_How to complete this task_
Reproduce all lines of the listing below in which the word "documents" occurs.

_Provided records_
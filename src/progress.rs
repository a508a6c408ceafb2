//! Progress-callback trait for per-document batch events.
//!
//! Inject an [`Arc<dyn BatchProgressCallback>`] via
//! [`crate::config::BatchConfigBuilder::progress_callback`] to receive
//! events as the worker pool commits each document.
//!
//! Completion and error events are emitted by the pool's single aggregator
//! after the item's commit sequence has finished, so `completed` grows by one
//! per call and never goes backwards. `on_item_start` is called from the
//! worker slots and may arrive concurrently.
//!
//! # Example
//!
//! ```rust
//! use patocr::{BatchConfig, BatchProgressCallback, CheckpointOutcome, DocumentId};
//! use std::sync::{Arc, atomic::{AtomicUsize, Ordering}};
//!
//! struct CountingCallback {
//!     completed: Arc<AtomicUsize>,
//! }
//!
//! impl BatchProgressCallback for CountingCallback {
//!     fn on_item_complete(&self, id: &DocumentId, _: &CheckpointOutcome, completed: usize, total: usize) {
//!         self.completed.fetch_add(1, Ordering::SeqCst);
//!         eprintln!("{id} done ({completed}/{total})");
//!     }
//! }
//!
//! let counter = Arc::new(CountingCallback {
//!     completed: Arc::new(AtomicUsize::new(0)),
//! });
//!
//! let config = BatchConfig::builder("/data/pdfs", "./ocr_results")
//!     .progress_callback(counter as Arc<dyn BatchProgressCallback>)
//!     .build()
//!     .unwrap();
//! ```

use crate::checkpoint::CheckpointOutcome;
use crate::output::{BatchStats, DocumentId};
use std::sync::Arc;

/// Called by the worker pool as it processes each document.
///
/// All methods have default no-op implementations so callers only override
/// what they care about.
pub trait BatchProgressCallback: Send + Sync {
    /// Called once after discovery, before any document is dispatched.
    ///
    /// # Arguments
    /// * `total`       : documents that will be dispatched this run
    /// * `already_done`: documents skipped because they are checkpointed
    fn on_batch_start(&self, total: usize, already_done: usize) {
        let _ = (total, already_done);
    }

    /// Called when a worker picks up a document.
    fn on_item_start(&self, id: &DocumentId) {
        let _ = id;
    }

    /// Called after a document was committed with a Success or
    /// SectionNotFound checkpoint.
    fn on_item_complete(
        &self,
        id: &DocumentId,
        outcome: &CheckpointOutcome,
        completed: usize,
        total: usize,
    ) {
        let _ = (id, outcome, completed, total);
    }

    /// Called after a document failed (processing or commit).
    ///
    /// # Arguments
    /// * `error`: human-readable cause
    fn on_item_error(&self, id: &DocumentId, error: &str, completed: usize, total: usize) {
        let _ = (id, error, completed, total);
    }

    /// Called once after the pool has drained.
    fn on_batch_complete(&self, stats: &BatchStats) {
        let _ = stats;
    }
}

/// A no-op implementation for callers that don't need progress events.
///
/// This is the default when no callback is configured.
pub struct NoopProgressCallback;

impl BatchProgressCallback for NoopProgressCallback {}

/// Convenience alias matching the type stored in [`crate::config::BatchConfig`].
pub type ProgressCallback = Arc<dyn BatchProgressCallback>;

#[cfg(test)]
mod tests {
    use super::*;
    use std::sync::atomic::{AtomicUsize, Ordering};

    #[derive(Default)]
    struct TrackingCallback {
        total: AtomicUsize,
        starts: AtomicUsize,
        completes: AtomicUsize,
        errors: AtomicUsize,
        last_completed: AtomicUsize,
    }

    impl BatchProgressCallback for TrackingCallback {
        fn on_batch_start(&self, total: usize, _already_done: usize) {
            self.total.store(total, Ordering::SeqCst);
        }

        fn on_item_start(&self, _id: &DocumentId) {
            self.starts.fetch_add(1, Ordering::SeqCst);
        }

        fn on_item_complete(&self, _: &DocumentId, _: &CheckpointOutcome, completed: usize, _: usize) {
            self.completes.fetch_add(1, Ordering::SeqCst);
            self.last_completed.store(completed, Ordering::SeqCst);
        }

        fn on_item_error(&self, _: &DocumentId, _: &str, completed: usize, _: usize) {
            self.errors.fetch_add(1, Ordering::SeqCst);
            self.last_completed.store(completed, Ordering::SeqCst);
        }
    }

    #[test]
    fn noop_callback_does_not_panic() {
        let cb = NoopProgressCallback;
        let id = DocumentId::new("CN1A");
        cb.on_batch_start(5, 1);
        cb.on_item_start(&id);
        cb.on_item_complete(&id, &CheckpointOutcome::Success, 1, 5);
        cb.on_item_error(&id, "boom", 2, 5);
        cb.on_batch_complete(&BatchStats::default());
    }

    #[test]
    fn tracking_callback_receives_events() {
        let tracker = TrackingCallback::default();
        let a = DocumentId::new("CN1A");
        let b = DocumentId::new("CN2B");

        tracker.on_batch_start(2, 0);
        assert_eq!(tracker.total.load(Ordering::SeqCst), 2);

        tracker.on_item_start(&a);
        tracker.on_item_start(&b);
        tracker.on_item_complete(&a, &CheckpointOutcome::SectionNotFound, 1, 2);
        tracker.on_item_error(&b, "OCR engine exited with 1", 2, 2);

        assert_eq!(tracker.starts.load(Ordering::SeqCst), 2);
        assert_eq!(tracker.completes.load(Ordering::SeqCst), 1);
        assert_eq!(tracker.errors.load(Ordering::SeqCst), 1);
        assert_eq!(tracker.last_completed.load(Ordering::SeqCst), 2);
    }

    #[test]
    fn arc_dyn_callback_works() {
        let cb: ProgressCallback = Arc::new(NoopProgressCallback);
        cb.on_batch_start(10, 0);
        cb.on_item_start(&DocumentId::new("CN1A"));
    }
}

_Response for this exercise_
    /// * `total`       : documents that will be dispatched this run
    /// * `already_done`: documents skipped because they are checkpointed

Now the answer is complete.